• [What is needed] Until the last line is reached, keep transcribing the material exactly.

• [Extracted entries]
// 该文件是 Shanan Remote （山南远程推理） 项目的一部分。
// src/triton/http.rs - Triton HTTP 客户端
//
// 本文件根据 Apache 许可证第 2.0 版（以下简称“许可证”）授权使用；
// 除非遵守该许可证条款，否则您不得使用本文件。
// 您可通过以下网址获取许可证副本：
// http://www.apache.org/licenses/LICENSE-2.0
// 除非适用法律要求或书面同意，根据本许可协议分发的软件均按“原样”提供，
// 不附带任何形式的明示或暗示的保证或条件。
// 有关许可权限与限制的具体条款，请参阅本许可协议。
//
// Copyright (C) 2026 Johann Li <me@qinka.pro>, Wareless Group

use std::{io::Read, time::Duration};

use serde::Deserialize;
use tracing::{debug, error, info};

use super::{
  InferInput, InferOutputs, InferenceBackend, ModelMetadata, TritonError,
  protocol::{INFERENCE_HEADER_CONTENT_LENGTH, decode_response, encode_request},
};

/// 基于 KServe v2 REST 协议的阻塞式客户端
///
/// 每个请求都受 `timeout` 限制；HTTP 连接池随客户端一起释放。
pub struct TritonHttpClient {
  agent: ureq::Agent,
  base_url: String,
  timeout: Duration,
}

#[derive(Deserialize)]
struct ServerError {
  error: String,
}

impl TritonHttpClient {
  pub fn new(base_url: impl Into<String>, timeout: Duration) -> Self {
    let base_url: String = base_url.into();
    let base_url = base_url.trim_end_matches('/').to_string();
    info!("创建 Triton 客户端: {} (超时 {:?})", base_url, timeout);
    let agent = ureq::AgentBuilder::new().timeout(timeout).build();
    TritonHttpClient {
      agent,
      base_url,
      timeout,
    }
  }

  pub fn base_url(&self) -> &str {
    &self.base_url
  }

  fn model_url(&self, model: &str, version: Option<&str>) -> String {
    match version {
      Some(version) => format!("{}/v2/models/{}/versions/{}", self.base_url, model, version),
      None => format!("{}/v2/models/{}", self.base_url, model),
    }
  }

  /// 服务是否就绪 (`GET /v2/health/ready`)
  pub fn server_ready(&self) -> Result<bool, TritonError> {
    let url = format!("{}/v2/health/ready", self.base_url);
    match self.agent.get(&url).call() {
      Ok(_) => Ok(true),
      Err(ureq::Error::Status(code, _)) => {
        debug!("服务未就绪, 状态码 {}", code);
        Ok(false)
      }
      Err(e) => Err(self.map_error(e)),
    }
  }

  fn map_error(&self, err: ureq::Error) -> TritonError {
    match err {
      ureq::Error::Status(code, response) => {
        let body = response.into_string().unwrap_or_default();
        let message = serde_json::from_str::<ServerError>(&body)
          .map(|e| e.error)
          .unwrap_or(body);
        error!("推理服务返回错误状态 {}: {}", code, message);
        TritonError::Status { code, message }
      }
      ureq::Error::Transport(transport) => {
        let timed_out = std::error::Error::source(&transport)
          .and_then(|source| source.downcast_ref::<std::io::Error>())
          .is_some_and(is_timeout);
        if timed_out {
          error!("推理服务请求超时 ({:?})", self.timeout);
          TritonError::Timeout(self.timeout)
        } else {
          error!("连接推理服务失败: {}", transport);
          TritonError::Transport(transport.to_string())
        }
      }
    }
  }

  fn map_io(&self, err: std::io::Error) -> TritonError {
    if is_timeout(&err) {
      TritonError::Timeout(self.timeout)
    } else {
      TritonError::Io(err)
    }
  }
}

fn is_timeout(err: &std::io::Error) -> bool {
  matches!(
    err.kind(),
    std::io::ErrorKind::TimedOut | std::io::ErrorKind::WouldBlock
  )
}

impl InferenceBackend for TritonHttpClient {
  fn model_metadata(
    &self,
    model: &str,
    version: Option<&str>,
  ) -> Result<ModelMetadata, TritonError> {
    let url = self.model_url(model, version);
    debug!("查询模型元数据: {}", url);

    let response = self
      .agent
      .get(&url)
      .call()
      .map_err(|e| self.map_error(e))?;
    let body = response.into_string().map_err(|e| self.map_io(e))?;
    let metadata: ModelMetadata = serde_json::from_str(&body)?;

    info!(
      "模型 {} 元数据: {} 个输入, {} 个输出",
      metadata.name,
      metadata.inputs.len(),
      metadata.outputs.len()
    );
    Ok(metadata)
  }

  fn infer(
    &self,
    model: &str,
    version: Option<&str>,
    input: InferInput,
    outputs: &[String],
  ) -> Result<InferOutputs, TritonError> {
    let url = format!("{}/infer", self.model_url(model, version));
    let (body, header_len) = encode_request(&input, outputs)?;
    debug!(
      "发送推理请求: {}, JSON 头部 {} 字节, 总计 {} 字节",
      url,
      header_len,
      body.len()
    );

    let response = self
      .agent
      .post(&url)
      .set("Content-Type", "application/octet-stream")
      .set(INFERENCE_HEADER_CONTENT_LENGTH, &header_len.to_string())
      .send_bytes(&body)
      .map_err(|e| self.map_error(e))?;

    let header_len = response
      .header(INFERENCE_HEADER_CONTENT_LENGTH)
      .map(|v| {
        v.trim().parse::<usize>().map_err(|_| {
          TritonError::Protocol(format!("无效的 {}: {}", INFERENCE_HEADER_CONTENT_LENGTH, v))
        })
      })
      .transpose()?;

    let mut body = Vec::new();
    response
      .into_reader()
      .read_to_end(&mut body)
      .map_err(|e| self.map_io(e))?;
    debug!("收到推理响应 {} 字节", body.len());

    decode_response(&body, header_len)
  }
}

• [Response]
// 该文件是 Shanan Remote （山南远程推理） 项目的一部分。
// src/triton/http.rs - Triton HTTP 客户端
//
// 本文件根据 Apache 许可证第 2.0 版（以下简称“许可证”）授权使用；
// 除非遵守该许可证条款，否则您不得使用本文件。
// 您可通过以下网址获取许可证副本：
// http://www.apache.org/licenses/LICENSE-2.0
// 除非适用法律要求或书面同意，根据本许可协议分发的软件均按“原样”提供，
// 不附带任何形式的明示或暗示的保证或条件。
// 有关许可权限与限制的具体条款，请参阅本许可协议。
//
// Copyright (C) 2026 Johann Li <me@qinka.pro>, Wareless Group

use std::{io::Read, time::Duration};

use serde::Deserialize;
use tracing::{debug, error, info};

use super::{
  InferInput, InferOutputs, InferenceBackend, ModelMetadata, TritonError,
  protocol::{INFERENCE_HEADER_CONTENT_LENGTH, decode_response, encode_request},
};

/// 基于 KServe v2 REST 协议的阻塞式客户端
///
/// 每个请求都受 `timeout` 限制；HTTP 连接池随客户端一起释放。
pub struct TritonHttpClient {
  agent: ureq::Agent,
  base_url: String,
  timeout: Duration,
}

#[derive(Deserialize)]
struct ServerError {
  error: String,
}

impl TritonHttpClient {
  pub fn new(base_url: impl Into<String>, timeout: Duration) -> Self {
    let base_url: String = base_url.into();
    let base_url = base_url.trim_end_matches('/').to_string();
    info!("创建 Triton 客户端: {} (超时 {:?})", base_url, timeout);
    let agent = ureq::AgentBuilder::new().timeout(timeout).build();
    TritonHttpClient {
      agent,
      base_url,
      timeout,
    }
  }

  pub fn base_url(&self) -> &str {
    &self.base_url
  }

  fn model_url(&self, model: &str, version: Option<&str>) -> String {
    match version {
      Some(version) => format!("{}/v2/models/{}/versions/{}", self.base_url, model, version),
      None => format!("{}/v2/models/{}", self.base_url, model),
    }
  }

  /// 服务是否就绪 (`GET /v2/health/ready`)
  pub fn server_ready(&self) -> Result<bool, TritonError> {
    let url = format!("{}/v2/health/ready", self.base_url);
    match self.agent.get(&url).call() {
      Ok(_) => Ok(true),
      Err(ureq::Error::Status(code, _)) => {
        debug!("服务未就绪, 状态码 {}", code);
        Ok(false)
      }
      Err(e) => Err(self.map_error(e)),
    }
  }

  fn map_error(&self, err: ureq::Error) -> TritonError {
    match err {
      ureq::Error::Status(code, response) => {
        let body = response.into_string().unwrap_or_default();
        let message = serde_json::from_str::<ServerError>(&body)
          .map(|e| e.error)
          .unwrap_or(body);
        error!("推理服务返回错误状态 {}: {}", code, message);
        TritonError::Status { code, message }
      }
      ureq::Error::Transport(transport) => {
        let timed_out = std::error::Error::source(&transport)
          .and_then(|source| source.downcast_ref::<std::io::Error>())
          .is_some_and(is_timeout);
        if timed_out {
          error!("推理服务请求超时 ({:?})", self.timeout);
          TritonError::Timeout(self.timeout)
        } else {
          error!("连接推理服务失败: {}", transport);
          TritonError::Transport(transport.to_string())
        }
      }
    }
  }

  fn map_io(&self, err: std::io::Error) -> TritonError {
    if is_timeout(&err) {
      TritonError::Timeout(self.timeout)
    } else {
      TritonError::Io(err)
    }
  }
}

fn is_timeout(err: &std::io::Error) -> bool {
  matches!(
    err.kind(),
    std::io::ErrorKind::TimedOut | std::io::ErrorKind::WouldBlock
  )
}

impl InferenceBackend for TritonHttpClient {
  fn model_metadata(
    &self,
    model: &str,
    version: Option<&str>,
  ) -> Result<ModelMetadata, TritonError> {
    let url = self.model_url(model, version);
    debug!("查询模型元数据: {}", url);

    let response = self
      .agent
      .get(&url)
      .call()
      .map_err(|e| self.map_error(e))?;
    let body = response.into_string().map_err(|e| self.map_io(e))?;
    let metadata: ModelMetadata = serde_json::from_str(&body)?;

    info!(
      "模型 {} 元数据: {} 个输入, {} 个输出",
      metadata.name,
      metadata.inputs.len(),
      metadata.outputs.len()
    );
    Ok(metadata)
  }

  fn infer(
    &self,
    model: &str,
    version: Option<&str>,
    input: InferInput,
    outputs: &[String],
  ) -> Result<InferOutputs, TritonError> {
    let url = format!("{}/infer", self.model_url(model, version));
    let (body, header_len) = encode_request(&input, outputs)?;
    debug!(
      "发送推理请求: {}, JSON 头部 {} 字节, 总计 {} 字节",
      url,
      header_len,
      body.len()
    );

    let response = self
      .agent
      .post(&url)
      .set("Content-Type", "application/octet-stream")
      .set(INFERENCE_HEADER_CONTENT_LENGTH, &header_len.to_string())
      .send_bytes(&body)
      .map_err(|e| self.map_error(e))?;

    let header_len = response
      .header(INFERENCE_HEADER_CONTENT_LENGTH)
      .map(|v| {
        v.trim().parse::<usize>().map_err(|_| {
          TritonError::Protocol(format!("无效的 {}: {}", INFERENCE_HEADER_CONTENT_LENGTH, v))
        })
      })
      .transpose()?;

    let mut body = Vec::new();
    response
      .into_reader()
      .read_to_end(&mut body)
      .map_err(|e| self.map_io(e))?;
    debug!("收到推理响应 {} 字节", body.len());

    decode_response(&body, header_len)
  }
}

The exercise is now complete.